Although Al has been guiding forever and has 113 ram kills and over 60 Caribou kills "under his belt", he has only guided one other bowhunter in his career.

That was on the first sheep hunt of this season and I really wish I could remember the other bowhunters name because he killed a great ram with a perfect 50 yard shot.

Hopefully, Al would finish his season the same way he started it, albeit in an unlikely fashion, with bookend bow kills.

We would start our hunt in the morning and after more than a few Caribou sightings on our flight into camp, I simply could not wait.

From: gobbler
26-Sep-10
Beautiful country!! I almost booked with them in 2003 for sheep, but ended up going to alaska instead. I would love to get back up there again.

From: Florida Mike
26-Sep-10
Awesome! Mike

From: kota-man
26-Sep-10
Been waiting to hear the outcome of this hunt since you announced you were going...WOuld love to work this one in to the schedule some day...

26-Sep-10
Great photo essay, keep it coming!

From: hunterx
26-Sep-10
Just for the record...you should lose a star for starting such a great story and leaving us hanging! Can't wait to see the rest and thanks for sharing!

From: bow sheep
26-Sep-10
cool pic

From: Busta'Ribs
26-Sep-10

Busta'Ribs's embedded Photo
Busta'Ribs's embedded Photo
Sorry but I had to take a break to make dinner.
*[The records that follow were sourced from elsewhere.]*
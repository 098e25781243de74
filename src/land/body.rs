//! Squash-commit body cleanup
//!
//! PR descriptions carry review-only noise: template comments, an empty
//! `# Summary` skeleton and the stack footer listing sibling PRs. None of it
//! belongs in trunk history.

use regex::Regex;
use std::sync::LazyLock;

static HTML_COMMENT: LazyLock<Regex> =
    LazyLock::new(|| Regex::new(r"(?s)<!--.*?-->").expect("valid regex"));

/// `[//]: # (comment)`, `[]: # "comment"` and friends
static MARKDOWN_COMMENT: LazyLock<Regex> = LazyLock::new(|| {
    Regex::new(r#"(?m)^\[[\w/]*\]:\s*#\s*[("'].*[)"']?\s*$"#).expect("valid regex")
});

/// Stack footer entry: `* ... #123`
static PR_REFERENCE: LazyLock<Regex> =
    LazyLock::new(|| Regex::new(r"^\*.*#\d+").expect("valid regex"));

static BLANK_RUN: LazyLock<Regex> = LazyLock::new(|| Regex::new(r"\n{3,}").expect("valid regex"));

static TRAILING_BR: LazyLock<Regex> =
    LazyLock::new(|| Regex::new(r"(?s)(\s*<br\s*/?>)+\s*$").expect("valid regex"));

static EMPTY_TEMPLATE: LazyLock<Regex> = LazyLock::new(|| {
    Regex::new(r"(?s)^#\s*Summary\s*(\n|\s|<br\s*/?>)*$").expect("valid regex")
});

static ONLY_HEADERS: LazyLock<Regex> = LazyLock::new(|| {
    Regex::new(r"(?s)^((#+\s*\w+\s*)|(\w+\s*\n\s*[-=]+\s*)|\s)*$").expect("valid regex")
});

/// Clean a PR description for use as the squash-commit body
///
/// Returns an empty string when nothing but template remains. Passes repeat
/// until the body stops changing: removing a comment can splice a new one.
pub fn cleanup_body(body: &str) -> String {
    let mut current = clean_once(body);
    loop {
        let next = clean_once(&current);
        if next == current {
            return current;
        }
        current = next;
    }
}

/// Every step only removes text, so repeated passes reach a fixed point
fn clean_once(body: &str) -> String {
    if body.is_empty() {
        return String::new();
    }

    let body = body.replace("\r\n", "\n");
    let body = HTML_COMMENT.replace_all(&body, "");
    let body = MARKDOWN_COMMENT.replace_all(&body, "");
    let body = strip_stack_footer(&body);
    let body = BLANK_RUN.replace_all(&body, "\n\n");
    let body = TRAILING_BR.replace_all(&body, "");

    let trimmed = body.trim();
    if EMPTY_TEMPLATE.is_match(trimmed) || ONLY_HEADERS.is_match(trimmed) {
        return String::new();
    }
    trimmed.to_string()
}

fn strip_stack_footer(body: &str) -> String {
    let lines: Vec<&str> = body.split('\n').collect();
    match footer_start(&lines) {
        Some(start) => lines[..start].join("\n"),
        None => body.to_string(),
    }
}

/// First line of the footer: the blank run before a `---` that is directly
/// preceded by a blank line and followed somewhere by a PR reference
fn footer_start(lines: &[&str]) -> Option<usize> {
    (0..lines.len()).find_map(|i| {
        let separator = lines[i].trim() == "---"
            && i > 0
            && lines[i - 1].trim().is_empty()
            && lines[i + 1..]
                .iter()
                .any(|l| PR_REFERENCE.is_match(l.trim()));
        separator.then(|| {
            lines[..i]
                .iter()
                .rposition(|l| !l.trim().is_empty())
                .map_or(0, |j| j + 1)
        })
    })
}
//! Pre-flight: clean tree, stack/remote agreement, plan construction

use super::plan::{LandingPlan, build_plan};
use crate::config::{RepoConfig, SyncPolicy};
use crate::error::{Error, Result};
use crate::exec::Submitter;
use crate::git::Git;
use crate::land::prompt::Prompter;
use crate::platform::PlatformService;
use crate::stack::{AuthorFilter, Commit, Stack, stacked_commits};
use tracing::{debug, info};

/// What pre-flight produced
#[derive(Debug)]
pub enum Preflight {
    /// Ready to land
    Ready(LandingPlan),
    /// The stack was pushed first; PRs need review before landing
    Submitted,
    /// Nothing between trunk and HEAD
    Empty,
}

/// Pre-flight inputs, borrowed from the lander
pub(crate) struct PreflightCtx<'a> {
    pub git: &'a Git,
    pub platform: &'a dyn PlatformService,
    pub repo: &'a RepoConfig,
    pub policy: SyncPolicy,
    pub prompter: &'a dyn Prompter,
    pub submitter: &'a dyn Submitter,
}

impl PreflightCtx<'_> {
    async fn read_stack(&self) -> Result<Stack> {
        let authors = AuthorFilter::for_repo(self.repo);
        stacked_commits(self.git, &self.repo.remote_trunk(), "HEAD", &authors).await
    }

    /// Apply the sync policy; `Ok(true)` means push first
    fn should_sync(&self, question: &str) -> Result<bool> {
        match self.policy {
            SyncPolicy::Always => Ok(true),
            SyncPolicy::Never => Err(Error::Validation(format!(
                "{question} (sync disabled, push the stack and retry)"
            ))),
            SyncPolicy::Prompt => self.prompter.confirm(question),
        }
    }

    /// First commit of the lead PR's remote branch, if it can be read
    async fn remote_lead(&self, head_ref: &str) -> Option<String> {
        if let Err(e) = self.git.fetch(Some(head_ref)).await {
            debug!(branch = head_ref, error = %e, "fetch of lead branch failed");
            return None;
        }
        let range = format!("{}..{}/{head_ref}", self.repo.remote_trunk(), self.repo.remote);
        match self.git.rev_list_reverse(&range).await {
            Ok(commits) => commits.into_iter().next(),
            Err(e) => {
                debug!(branch = head_ref, error = %e, "could not list remote commits");
                None
            }
        }
    }

    /// Compare the lead commit with its PR
    async fn lead_sync(&self, lead: &Commit) -> Result<LeadSync> {
        let Some(remote_ref) = lead.remote_ref() else {
            return Ok(LeadSync::NoPr(format!(
                "Commit {} has no PR yet. Push the stack first?",
                lead.short_hash()
            )));
        };
        let Some(pr) = self.platform.find_open_pr(remote_ref).await? else {
            return Ok(LeadSync::NoPr(format!(
                "Commit {} has no open PR. Push the stack first?",
                lead.short_hash()
            )));
        };
        match self.remote_lead(&pr.head_ref).await {
            Some(remote) if !lead.matches_hash(&remote) => Ok(LeadSync::Diverged(format!(
                "PR #{} does not match your local commit {}. Sync the stack first?",
                pr.number,
                lead.short_hash()
            ))),
            _ => Ok(LeadSync::InSync),
        }
    }
}

enum LeadSync {
    InSync,
    NoPr(String),
    Diverged(String),
}

/// Verify the checkout and build the landing plan
pub(crate) async fn run(ctx: &PreflightCtx<'_>) -> Result<Preflight> {
    if !ctx.git.is_clean().await? {
        return Err(Error::DirtyWorkingTree);
    }

    let mut stack = ctx.read_stack().await?;
    let Some(lead) = stack.active().next().cloned() else {
        info!("no commits to land");
        return Ok(Preflight::Empty);
    };

    match ctx.lead_sync(&lead).await? {
        LeadSync::InSync => {}
        LeadSync::NoPr(question) => {
            sync(ctx, &question).await?;
            // freshly opened PRs need review before they can land
            return Ok(Preflight::Submitted);
        }
        LeadSync::Diverged(question) => {
            sync(ctx, &question).await?;
            stack = ctx.read_stack().await?;
        }
    }

    let plan = build_plan(&stack, ctx.platform).await?;
    debug!(count = plan.len(), "plan ready");
    Ok(Preflight::Ready(plan))
}

async fn sync(ctx: &PreflightCtx<'_>, question: &str) -> Result<()> {
    if !ctx.should_sync(question)? {
        return Err(Error::Cancelled("stack is not in sync with its PRs".to_string()));
    }
    info!("pushing stack before landing");
    ctx.submitter.submit().await
}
I promise to post some more details asap.

From: Kevin Dill
26-Sep-10
Sucker!....

From: BerksArcher
26-Sep-10
Thanks, very good info!

From: Florida Mike
26-Sep-10
Man I'm glad I just ate but that still looks juicy! Mike

From: Kawabunga
26-Sep-10
Great looking adventure, one day I'll have to do one of those.

That wouldn't happen to be caribou backstrap for dinner? ; )

Can't wait for the rest.

From: BTM
26-Sep-10
No horses, you say? That's a BIG plus in my book!

From: Muskrat
27-Sep-10
Can you pass that steak around? It looks fit for a KING, great job keep it coming.

From: Stekewood
27-Sep-10
Great stuff. Let's see some pictures of the previous owner of that backstrap!

From: Florida Mike
27-Sep-10
We are waiting!!!!!! Mike

From: OFFHNTN
27-Sep-10

From: Chip T.
27-Sep-10
That tenderloin with the bottle of red wine is one of the prettiest photos I have seen. Now hurry up with the story!!!

From: Rackmastr
27-Sep-10
Cant wait to see some more pics of what looks like an amazing hunt in the making!!!

From: Florida Mike
27-Sep-10
I'm thinkin we Blackball "Busta" burn his dog and sell his bow, Mike

From: JCK
27-Sep-10
60, 11 and 2 remember that?

From: MoCracken
27-Sep-10
I do!

From: Busta'Ribs
27-Sep-10

Busta'Ribs's embedded Photo
Busta'Ribs's embedded Photo
Day one dawned clear and cold but our cozy tent provided a restful sleep, after I popped an Ambien that is. I was just to pumped to fall asleep without a little help.

We climbed out of our camp based creek bottom and started to see Caribou on the far ridgelines almost immediately. Anxiously, we had gotten an early start and we had to hang out a bit, waiting for good light so we didn't miss anything.

Here's Al checking on a group of 5 bulls we spotted on a ridge about three miles east of camp. None were big enough to go after so we decided to head up onto a big knob above camp to get higher and a better vantage of the area.

From: greg
27-Sep-10
Thats great Chris. JCK what the hell is 60,11 and 2 about?

From: Busta'Ribs
27-Sep-10

Busta'Ribs's embedded Photo
Busta'Ribs's embedded Photo
As we climbed higher, gaining elevation, we spotted this on the mountainside.

I was hoping it would prove to be a good omen.

From: Busta'Ribs
27-Sep-10

Busta'Ribs's embedded Photo
Busta'Ribs's embedded Photo
Our higher glassing point proved to be worthwhile. On the same ridge where we had located the group of smaller bulls earlier, we could now see another group and despite the fact that we were over three miles from them, one stood out and looked huge, even from this distance.

Al had a couple questions for me, first he asked how far my effective range was. I told him I was deadly out to twenty. He said he was going back to camp to make a pot of coffee.

Then he asked me if I really wanted to hike all the way over to the mountain that these bulls were on, he said that it was "a pretty long way" over there to them.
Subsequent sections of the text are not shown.